Taking the Helm

Chairing a strategic transformation

This second episode in our series Taking the Helm with Prof Mervyn King is a must for leaders, board chairs, and executives navigating complex organizational change.

This session explores the critical role of the chair in driving strategic transformation, providing practical insights on leadership, governance, and decision-making in times of change. Real-world experiences, best practices, and key strategies to ensure boards effectively steer their organizations toward long-term success are discussed.

Questions and Answers

The primary responsibility of a board chair during a strategic transformation is to ensure that the board has a unified collective mind in making business judgment calls. This involves offline discussions with directors to agree on fundamental aspects such as the company’s purpose, value drivers, key stakeholders and their expectations, key risk and performance indicators, and the company culture and characteristics. The chair facilitates the development and agreement of overarching organisational goals for the transformation and ensures the board collectively buys into these goals before strategies for achieving them are implemented. The chair also plays a crucial role as a confidant to the chief executive, especially in sensitive matters, and often takes on difficult stakeholder communication responsibilities.

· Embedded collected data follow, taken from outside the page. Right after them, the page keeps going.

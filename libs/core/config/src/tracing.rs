use crate::Environment;
use tracing::debug;
use tracing_subscriber::{prelude::*, EnvFilter};

/// Install color-eyre for the binary's top-level error reports.
///
/// Shows the file:line of the error and hides the environment section.
/// Safe to call more than once.
pub fn install_color_eyre() {
    let _ = color_eyre::config::HookBuilder::default()
        .display_location_section(true)
        .display_env_section(false)
        .install();
}

/// Default filter directives when `RUST_LOG` is not set.
fn default_directives(environment: &Environment) -> &'static str {
    if environment.is_production() {
        "warn,domain_budget=info"
    } else {
        "info,domain_budget=debug,budget_planner=debug,mongodb=warn,hyper=warn,reqwest=warn"
    }
}

/// Initialize tracing for the given environment.
///
/// - **Production** (`APP_ENV=production`): flattened JSON events, no targets.
/// - **Development** (default): compact human-readable lines.
///
/// Both variants write to stderr so stdout stays free for command output,
/// and both carry an `ErrorLayer` so eyre reports include span traces.
/// `RUST_LOG` overrides the default filter. Calling this twice is harmless.
pub fn init_tracing(environment: &Environment) {
    let filter = EnvFilter::try_from_default_env()
        .unwrap_or_else(|_| EnvFilter::new(default_directives(environment)));

    let result = if environment.is_production() {
        tracing_subscriber::registry()
            .with(
                tracing_subscriber::fmt::layer()
                    .json()
                    .with_target(false)
                    .flatten_event(true)
                    .with_writer(std::io::stderr),
            )
            .with(tracing_error::ErrorLayer::default())
            .with(filter)
            .try_init()
    } else {
        tracing_subscriber::registry()
            .with(
                tracing_subscriber::fmt::layer()
                    .compact()
                    .with_target(true)
                    .with_writer(std::io::stderr),
            )
            .with(tracing_error::ErrorLayer::default())
            .with(filter)
            .try_init()
    };

    match result {
        Ok(_) => debug!(?environment, "Tracing initialized"),
        Err(_) => debug!("Tracing already initialized, skipping re-initialization"),
    }
}
//! Budget Planner
//!
//! Browse the cloud pricing catalog, estimate the monthly cost of a plan in
//! USD and a local currency, and export the estimate as a PDF report.

use clap::{Parser, Subcommand, ValueEnum};
use core_config::tracing::{init_tracing, install_color_eyre};
use domain_budget::rates::{AwesomeApiSource, RateSource, StaticRateSource};
use domain_budget::report::methodology_notes;
use domain_budget::{
    BudgetSession, CatalogGateway, DEFAULT_HOURS_PER_MONTH, InMemoryCatalog, MongoCatalogGateway,
    RateProvider, ReportOptions,
};
use eyre::{Result, WrapErr};
use rust_decimal::Decimal;
use std::path::{Path, PathBuf};
use std::sync::Arc;
use tracing::{info, warn};

mod config;
mod output;
mod plan;

use config::Config;
use output::{Currency, EstimateJson};
use plan::Plan;

#[derive(Parser)]
#[command(name = "budget-planner")]
#[command(about = "Estimate monthly cloud infrastructure costs and export a PDF budget")]
struct Cli {
    /// Read the catalog from JSON exports instead of MongoDB (repeatable)
    #[arg(long = "catalog-file", global = true)]
    catalog_files: Vec<PathBuf>,

    #[command(subcommand)]
    command: Commands,
}

#[derive(Subcommand)]
enum Commands {
    /// List cloud providers in the catalog
    Providers,

    /// List service categories offered by a provider
    Categories {
        #[arg(short, long)]
        provider: String,
    },

    /// List resources of a provider and category with their unit prices
    Resources {
        #[arg(short, long)]
        provider: String,

        #[arg(short, long)]
        category: String,
    },

    /// Show the current USD exchange rate
    Rate,

    /// Price a plan file and optionally write the PDF report
    Estimate {
        /// JSON plan: { "items": [ { provider, service_type, name, quantity?, hours_per_month?, justification? } ] }
        #[arg(long)]
        plan: PathBuf,

        /// Write the PDF report to this path
        #[arg(short, long)]
        output: Option<PathBuf>,

        #[arg(short, long, value_enum, default_value_t = OutputFormat::Table)]
        format: OutputFormat,

        /// Use this exchange rate instead of querying the quote service
        #[arg(long, value_parser = parse_positive_rate)]
        rate: Option<Decimal>,

        /// Leave the safety-margin figure out of the PDF
        #[arg(long)]
        hide_safe_budget: bool,

        /// PDF banner title
        #[arg(long)]
        title: Option<String>,

        /// Name printed in the PDF page footers
        #[arg(long)]
        brand: Option<String>,
    },
}

#[derive(Clone, Copy, Debug, PartialEq, Eq, ValueEnum)]
enum OutputFormat {
    Table,
    Json,
}

fn parse_positive_rate(raw: &str) -> std::result::Result<Decimal, String> {
    let rate: Decimal = raw
        .trim()
        .parse()
        .map_err(|e| format!("not a decimal number: {e}"))?;
    if rate <= Decimal::ZERO {
        return Err(format!("exchange rate must be greater than zero, got {rate}"));
    }
    Ok(rate)
}

async fn open_catalog(config: &Config, files: &[PathBuf]) -> Result<Box<dyn CatalogGateway>> {
    if files.is_empty() {
        info!("Connecting to pricing catalog...");
        let gateway = MongoCatalogGateway::connect(&config.catalog)
            .await
            .wrap_err("Pricing catalog is unavailable; pass --catalog-file to work offline")?;
        return Ok(Box::new(gateway));
    }

    let mut catalog = InMemoryCatalog::default();
    for file in files {
        catalog.merge(InMemoryCatalog::from_json_file(file).await?);
    }
    Ok(Box::new(catalog))
}

fn rate_provider(config: &Config, pinned: Option<Decimal>) -> Arc<RateProvider> {
    let source: Box<dyn RateSource> = match pinned {
        Some(rate) => Box::new(StaticRateSource(rate)),
        None => Box::new(AwesomeApiSource::new(&config.rates)),
    };
    Arc::new(RateProvider::new(source, &config.rates))
}

fn report_options(
    generated_at: chrono::NaiveDateTime,
    currency: &Currency,
    title: Option<String>,
    brand: Option<String>,
    hide_safe_budget: bool,
) -> ReportOptions {
    let mut options = ReportOptions::new(generated_at)
        .with_currency(currency.code.clone(), currency.symbol.clone())
        .with_safe_budget(!hide_safe_budget);
    if let Some(title) = title {
        options = options.with_title(title);
    }
    if let Some(brand) = brand {
        options = options.with_brand(brand);
    }
    options
}

async fn write_report(path: &Path, bytes: &[u8]) -> Result<()> {
    tokio::fs::write(path, bytes)
        .await
        .wrap_err_with(|| format!("cannot write report to {}", path.display()))
}

#[tokio::main]
async fn main() -> Result<()> {
    install_color_eyre();

    let config = Config::from_env()?;
    init_tracing(&config.environment);

    let cli = Cli::parse();
    let currency = Currency {
        code: config.rates.local_currency.clone(),
        symbol: config.rates.currency_symbol.clone(),
    };

    match cli.command {
        Commands::Providers => {
            let catalog = open_catalog(&config, &cli.catalog_files).await?;
            let providers = catalog.list_providers().await?;
            if providers.is_empty() {
                warn!("Catalog is empty; seed it before estimating");
            }
            for provider in providers {
                println!("{provider}");
            }
        }

        Commands::Categories { provider } => {
            let catalog = open_catalog(&config, &cli.catalog_files).await?;
            for category in catalog.list_categories(&provider).await? {
                println!("{category}");
            }
        }

        Commands::Resources { provider, category } => {
            let catalog = open_catalog(&config, &cli.catalog_files).await?;
            let entries = catalog.list_resources(&provider, &category).await?;
            if entries.is_empty() {
                warn!(%provider, %category, "No resources found");
            }
            println!("{}", output::resources(&entries));
        }

        Commands::Rate => {
            let quote = rate_provider(&config, None).get_quote().await;
            println!(
                "1 USD = {} {} ({})",
                currency.symbol,
                domain_budget::format::format_rate(quote.rate),
                quote.origin
            );
        }

        Commands::Estimate {
            plan,
            output,
            format,
            rate,
            hide_safe_budget,
            title,
            brand,
        } => {
            let plan = Plan::load(&plan).await?;
            if plan.items.is_empty() {
                warn!("Plan has no items; the estimate will be zero");
            }

            let catalog = open_catalog(&config, &cli.catalog_files).await?;
            let mut session = BudgetSession::new(catalog, rate_provider(&config, rate));

            for (index, item) in plan.items.iter().enumerate() {
                session.add_item(item).await.wrap_err_with(|| {
                    format!(
                        "plan item {} ({} / {} / {})",
                        index + 1,
                        item.provider,
                        item.service_type,
                        item.name
                    )
                })?;
            }

            let dashboard = session.dashboard().await;
            match format {
                OutputFormat::Json => {
                    let estimate = EstimateJson {
                        dashboard: &dashboard,
                        lines: session.cart().lines(),
                    };
                    println!("{}", serde_json::to_string_pretty(&estimate)?);
                }
                OutputFormat::Table => {
                    println!("{}", output::dashboard(&dashboard, &currency));
                    println!("{}", output::details(session.cart().lines()));
                    let notes =
                        methodology_notes(DEFAULT_HOURS_PER_MONTH, dashboard.safety_margin_percent);
                    print!("{}", output::methodology(&notes));
                }
            }

            if let Some(path) = output {
                let options = report_options(
                    chrono::Local::now().naive_local(),
                    &currency,
                    title,
                    brand,
                    hide_safe_budget,
                );
                let bytes = session.render_report(options).await?;
                write_report(&path, &bytes).await?;
                info!(path = %path.display(), bytes = bytes.len(), "Report written");
            }
        }
    }

    Ok(())
}

#[cfg(test)]
mod tests {
    use super::*;
    use clap::CommandFactory;

    #[test]
    fn test_cli_is_well_formed() {
        Cli::command().debug_assert();
    }

    #[test]
    fn test_parse_estimate() {
        let cli = Cli::try_parse_from([
            "budget-planner",
            "--catalog-file",
            "aws.json",
            "--catalog-file",
            "gcp.json",
            "estimate",
            "--plan",
            "plan.json",
            "--format",
            "json",
            "--rate",
            "5.25",
            "--hide-safe-budget",
            "--title",
            "Staging Platform",
        ])
        .unwrap();

        assert_eq!(cli.catalog_files.len(), 2);
        match cli.command {
            Commands::Estimate {
                plan,
                output,
                format,
                rate,
                hide_safe_budget,
                title,
                brand,
            } => {
                assert_eq!(plan, PathBuf::from("plan.json"));
                assert!(output.is_none());
                assert_eq!(format, OutputFormat::Json);
                assert_eq!(rate, Some(Decimal::new(525, 2)));
                assert!(hide_safe_budget);
                assert_eq!(title.as_deref(), Some("Staging Platform"));
                assert!(brand.is_none());
            }
            _ => panic!("expected estimate"),
        }
    }

    #[test]
    fn test_rate_must_be_numeric() {
        let result = Cli::try_parse_from(["budget-planner", "estimate", "--plan", "p.json", "--rate", "abc"]);
        assert!(result.is_err());
    }

    #[test]
    fn test_rate_must_be_positive() {
        for raw in ["0", "0.0", "-2", "-0.5"] {
            let flag = format!("--rate={raw}");
            let result =
                Cli::try_parse_from(["budget-planner", "estimate", "--plan", "p.json", flag.as_str()]);
            assert!(result.is_err(), "accepted {raw}");
        }

        assert_eq!(parse_positive_rate(" 5.25 "), Ok(Decimal::new(525, 2)));
        assert!(parse_positive_rate("0").unwrap_err().contains("greater than zero"));
    }

    #[test]
    fn test_report_options_keep_defaults_unless_overridden() {
        let generated_at = chrono::NaiveDate::from_ymd_opt(2024, 5, 1)
            .unwrap()
            .and_hms_opt(8, 0, 0)
            .unwrap();
        let currency = Currency {
            code: "EUR".to_string(),
            symbol: "€".to_string(),
        };

        let defaults = report_options(generated_at, &currency, None, None, false);
        assert_eq!(defaults.title, ReportOptions::new(generated_at).title);
        assert_eq!(defaults.brand, ReportOptions::new(generated_at).brand);
        assert_eq!(defaults.currency_symbol, "€");
        assert!(defaults.show_safe_budget);

        let custom = report_options(
            generated_at,
            &currency,
            Some("Data Platform".to_string()),
            Some("Acme Cloud".to_string()),
            true,
        );
        assert_eq!(custom.title, "Data Platform");
        assert_eq!(custom.brand, "Acme Cloud");
        assert!(!custom.show_safe_budget);
    }

    #[tokio::test]
    async fn test_catalog_files_are_merged() {
        use std::io::Write;

        let mut aws = tempfile::NamedTempFile::new().unwrap();
        aws.write_all(br#"[{"provider": "AWS", "service_type": "Compute", "name": "t3.micro"}]"#)
            .unwrap();
        let mut gcp = tempfile::NamedTempFile::new().unwrap();
        gcp.write_all(br#"{"provider": "GCP", "service_type": "Compute", "name": "e2-small"}"#)
            .unwrap();

        let config = temp_env::with_vars_unset(["APP_ENV"], || Config::from_env().unwrap());
        let files = vec![aws.path().to_path_buf(), gcp.path().to_path_buf()];
        let catalog = open_catalog(&config, &files).await.unwrap();

        let providers: Vec<String> = catalog.list_providers().await.unwrap().into_iter().collect();
        assert_eq!(providers, vec!["AWS", "GCP"]);
    }

    #[tokio::test]
    async fn test_pinned_rate_skips_the_quote_service() {
        let config = temp_env::with_vars_unset(["APP_ENV"], || Config::from_env().unwrap());
        let provider = rate_provider(&config, Some(Decimal::new(5, 0)));

        let quote = provider.get_quote().await;
        assert_eq!(quote.rate, Decimal::new(5, 0));
        assert_eq!(quote.origin, domain_budget::RateOrigin::Live);
    }
}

A unified collective mind on the board is crucial because strategic transformation requires significant and potentially disruptive changes. When the board operates with a shared understanding of the company’s direction, objectives, and the rationale behind the transformation, it can make cohesive and effective decisions. This unity provides a strong foundation for navigating challenges, gaining the necessary buy-in from the wider organisation and stakeholders, and ultimately increasing the likelihood of successful implementation. Without a unified mind, the board risks internal conflict, indecisiveness, and a lack of clear direction, which can derail even the most well-intentioned transformation efforts.

The relationship between the chair and the chief executive is critical. They typically go “offline” to collaboratively assess the current situation, define the necessary organisational goals to address challenges or opportunities, and develop a preliminary vision for the transformation. The chief executive, with their detailed operational knowledge, and the chair, with their broader governance perspective, work together to formulate a plan. This shared understanding and alignment at the top are essential before presenting the proposed transformation and organisational goals to the full board for discussion and agreement. The chair also acts as a sounding board and confidant for the CEO throughout the transformation process.

Organisational goals define the desired end state of the strategic transformation – the “what” the company aims to achieve. These goals should be clear, ambitious, and aligned with the company’s purpose and long-term sustainability. Strategies, on the other hand, outline the “how” the company will achieve these goals. They are the specific plans and actions that will be taken. The organisational goals provide the overarching direction, while the strategies are more flexible and may need to be adjusted in response to unforeseen circumstances. The chair ensures that the board keeps the organisational goals firmly in mind while being adaptable in its approach to the evolving strategies.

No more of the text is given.